Terms to which a meaning is ascribed in National Instrument 51-101 have the same meaning herein.

Management of Anderson Energy Ltd. (the “Company”) are responsible for the preparation and disclosure of information with respect to the Company’s oil and gas activities in accordance with securities regulatory requirements. This information includes reserves data which are estimates of proved reserves and probable reserves and related future net revenue as at December 31, 2010, estimated using forecast prices and costs.

An independent qualified reserves evaluator has evaluated the Company’s reserves data. The report of the independent qualified reserves evaluator will be filed with securities regulatory authorities concurrently with this report.

The Reserves Committee of the board of directors of the Company has:

(a) reviewed the Company’s procedures for providing information to the independent qualified reserves evaluator;

(b) met with the independent qualified reserves evaluator to determine whether any restrictions affected the ability of the independent qualified reserves evaluator to report without reservation; and

(c) reviewed the reserves data with management and the independent qualified reserves evaluator.

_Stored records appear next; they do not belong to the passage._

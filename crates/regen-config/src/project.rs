//! Project Configuration (regen.toml)
//!
//! Handles project-level configuration stored in `regen.toml` at the project root.

use crate::{ConfigError, ConfigResult};
use serde::{Deserialize, Serialize};
use std::collections::BTreeMap;
use std::path::{Path, PathBuf};

/// Identities of the conversion tools a project can configure, in table order
pub const TOOL_NAMES: [&str; 6] = ["gbagfx", "rsfont", "jsonproc", "mapjson", "aif2pcm", "mid2agb"];

/// Project configuration from regen.toml
#[derive(Debug, Clone, Serialize, Deserialize, PartialEq, Default)]
#[serde(deny_unknown_fields)]
pub struct ProjectConfig {
    /// Source and output roots
    #[serde(skip_serializing_if = "Option::is_none")]
    pub paths: Option<PathsConfig>,

    /// Conversion tool executables
    #[serde(default)]
    pub tools: ToolsConfig,

    /// Scheduling settings
    #[serde(skip_serializing_if = "Option::is_none")]
    pub build: Option<BuildSettings>,

    /// Extra variables injected into the build description
    #[serde(default)]
    #[serde(skip_serializing_if = "BTreeMap::is_empty")]
    pub env: BTreeMap<String, String>,
}

/// Root directories
#[derive(Debug, Clone, Serialize, Deserialize, PartialEq, Default)]
#[serde(deny_unknown_fields)]
pub struct PathsConfig {
    /// Read-only source root (default: project root)
    #[serde(skip_serializing_if = "Option::is_none")]
    pub source: Option<PathBuf>,

    /// Writable output root (default: "build/regen")
    #[serde(skip_serializing_if = "Option::is_none")]
    pub output: Option<PathBuf>,
}

/// Paths to the external conversion tools
#[derive(Debug, Clone, Serialize, Deserialize, PartialEq, Default)]
#[serde(deny_unknown_fields)]
pub struct ToolsConfig {
    #[serde(skip_serializing_if = "Option::is_none")]
    pub gbagfx: Option<PathBuf>,
    #[serde(skip_serializing_if = "Option::is_none")]
    pub rsfont: Option<PathBuf>,
    #[serde(skip_serializing_if = "Option::is_none")]
    pub jsonproc: Option<PathBuf>,
    #[serde(skip_serializing_if = "Option::is_none")]
    pub mapjson: Option<PathBuf>,
    #[serde(skip_serializing_if = "Option::is_none")]
    pub aif2pcm: Option<PathBuf>,
    #[serde(skip_serializing_if = "Option::is_none")]
    pub mid2agb: Option<PathBuf>,
}

impl ToolsConfig {
    /// Get the configured path for a tool by identity
    pub fn get(&self, name: &str) -> Option<&Path> {
        let slot = match name {
            "gbagfx" => &self.gbagfx,
            "rsfont" => &self.rsfont,
            "jsonproc" => &self.jsonproc,
            "mapjson" => &self.mapjson,
            "aif2pcm" => &self.aif2pcm,
            "mid2agb" => &self.mid2agb,
            _ => return None,
        };
        slot.as_deref()
    }

    /// Set the path for a tool by identity. Returns false for unknown tools.
    pub fn set(&mut self, name: &str, path: PathBuf) -> bool {
        let slot = match name {
            "gbagfx" => &mut self.gbagfx,
            "rsfont" => &mut self.rsfont,
            "jsonproc" => &mut self.jsonproc,
            "mapjson" => &mut self.mapjson,
            "aif2pcm" => &mut self.aif2pcm,
            "mid2agb" => &mut self.mid2agb,
            _ => return false,
        };
        *slot = Some(path);
        true
    }

    /// Default location of a tool inside the source tree
    pub fn default_path(name: &str) -> PathBuf {
        PathBuf::from("tools").join(name).join(name)
    }
}

/// Scheduling settings
#[derive(Debug, Clone, Serialize, Deserialize, PartialEq, Default)]
#[serde(deny_unknown_fields)]
pub struct BuildSettings {
    /// Worker pool width (default: 16)
    #[serde(skip_serializing_if = "Option::is_none")]
    pub jobs: Option<usize>,

    /// Extra target names that carry no artifact semantics
    #[serde(default)]
    #[serde(skip_serializing_if = "Vec::is_empty")]
    pub ignore: Vec<String>,
}

impl ProjectConfig {
    /// Load project configuration from a file
    pub fn load_from_file(path: &Path) -> ConfigResult<Self> {
        let content = std::fs::read_to_string(path).map_err(|e| {
            if e.kind() == std::io::ErrorKind::NotFound {
                ConfigError::NotFound(path.to_path_buf())
            } else {
                ConfigError::IoError(e)
            }
        })?;

        let config: Self = toml::from_str(&content).map_err(|e| ConfigError::TomlParseError {
            file: path.to_path_buf(),
            error: e,
        })?;

        config.validate()?;
        Ok(config)
    }

    /// Validate the project configuration
    pub fn validate(&self) -> ConfigResult<()> {
        if let Some(build) = &self.build {
            if build.jobs == Some(0) {
                return Err(ConfigError::InvalidValue {
                    field: "build.jobs".to_string(),
                    reason: "must be at least 1".to_string(),
                });
            }
            if build.ignore.iter().any(|name| name.trim().is_empty()) {
                return Err(ConfigError::InvalidValue {
                    field: "build.ignore".to_string(),
                    reason: "target names cannot be empty".to_string(),
                });
            }
        }

        for name in TOOL_NAMES {
            if let Some(path) = self.tools.get(name) {
                if path.as_os_str().is_empty() {
                    return Err(ConfigError::InvalidValue {
                        field: format!("tools.{}", name),
                        reason: "path cannot be empty".to_string(),
                    });
                }
            }
        }

        for key in self.env.keys() {
            validate_env_key(key)?;
        }

        Ok(())
    }
}

fn validate_env_key(key: &str) -> ConfigResult<()> {
    if key.is_empty() {
        return Err(ConfigError::InvalidValue {
            field: "env".to_string(),
            reason: "variable name cannot be empty".to_string(),
        });
    }
    if key.contains('=') || key.chars().any(char::is_whitespace) {
        return Err(ConfigError::InvalidValue {
            field: format!("env.{}", key),
            reason: "variable name cannot contain '=' or whitespace".to_string(),
        });
    }
    Ok(())
}

#[cfg(test)]
mod tests {
    use super::*;

    #[test]
    fn test_parse_minimal_project_config() {
        let config: ProjectConfig = toml::from_str("").unwrap();
        assert!(config.paths.is_none());
        assert!(config.tools.gbagfx.is_none());
        assert!(config.validate().is_ok());
    }

    #[test]
    fn test_parse_full_project_config() {
        let toml = r#"
[paths]
source = "."
output = "build/assets"

[tools]
gbagfx = "tools/gbagfx/gbagfx"
mid2agb = "/usr/local/bin/mid2agb"

[build]
jobs = 8
ignore = ["all", "compare"]

[env]
DATA_SRC_SUBDIR = "src/data"
"#;

        let config: ProjectConfig = toml::from_str(toml).unwrap();
        assert!(config.validate().is_ok());
        assert_eq!(
            config.paths.as_ref().unwrap().output,
            Some(PathBuf::from("build/assets"))
        );
        assert_eq!(
            config.tools.get("mid2agb"),
            Some(Path::new("/usr/local/bin/mid2agb"))
        );
        assert_eq!(config.build.as_ref().unwrap().jobs, Some(8));
        assert_eq!(
            config.env.get("DATA_SRC_SUBDIR").map(String::as_str),
            Some("src/data")
        );
    }

    #[test]
    fn test_unknown_field_rejected() {
        let toml = r#"
[tools]
gbagfx = "a"
pngcrush = "b"
"#;
        assert!(toml::from_str::<ProjectConfig>(toml).is_err());
    }

    #[test]
    fn test_zero_jobs_rejected() {
        let config = ProjectConfig {
            build: Some(BuildSettings {
                jobs: Some(0),
                ignore: Vec::new(),
            }),
            ..Default::default()
        };
        assert!(matches!(
            config.validate(),
            Err(ConfigError::InvalidValue { field, .. }) if field == "build.jobs"
        ));
    }

    #[test]
    fn test_bad_env_key_rejected() {
        let mut config = ProjectConfig::default();
        config.env.insert("A=B".to_string(), "x".to_string());
        assert!(config.validate().is_err());
    }

    #[test]
    fn test_tools_get_set() {
        let mut tools = ToolsConfig::default();
        assert!(tools.set("rsfont", PathBuf::from("bin/rsfont")));
        assert!(!tools.set("pngcrush", PathBuf::from("bin/pngcrush")));
        assert_eq!(tools.get("rsfont"), Some(Path::new("bin/rsfont")));
        assert_eq!(tools.get("pngcrush"), None);
    }

    #[test]
    fn test_default_tool_path() {
        assert_eq!(
            ToolsConfig::default_path("gbagfx"),
            PathBuf::from("tools/gbagfx/gbagfx")
        );
    }
}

The Reserves Committee of the board of directors has reviewed the Company’s procedures for assembling and reporting other information associated with oil and gas activities and has reviewed that information with management. The board of directors has, on the recommendation of the Reserves Committee, approved:

(a) the content and filing with securities regulatory authorities of Form 51-101F1 containing reserves data and other oil and gas information;

(b) the filing of Form 51-101F2 which is the report of the independent qualified reserves evaluator on the reserves data; and

(c) the content and filing of this report.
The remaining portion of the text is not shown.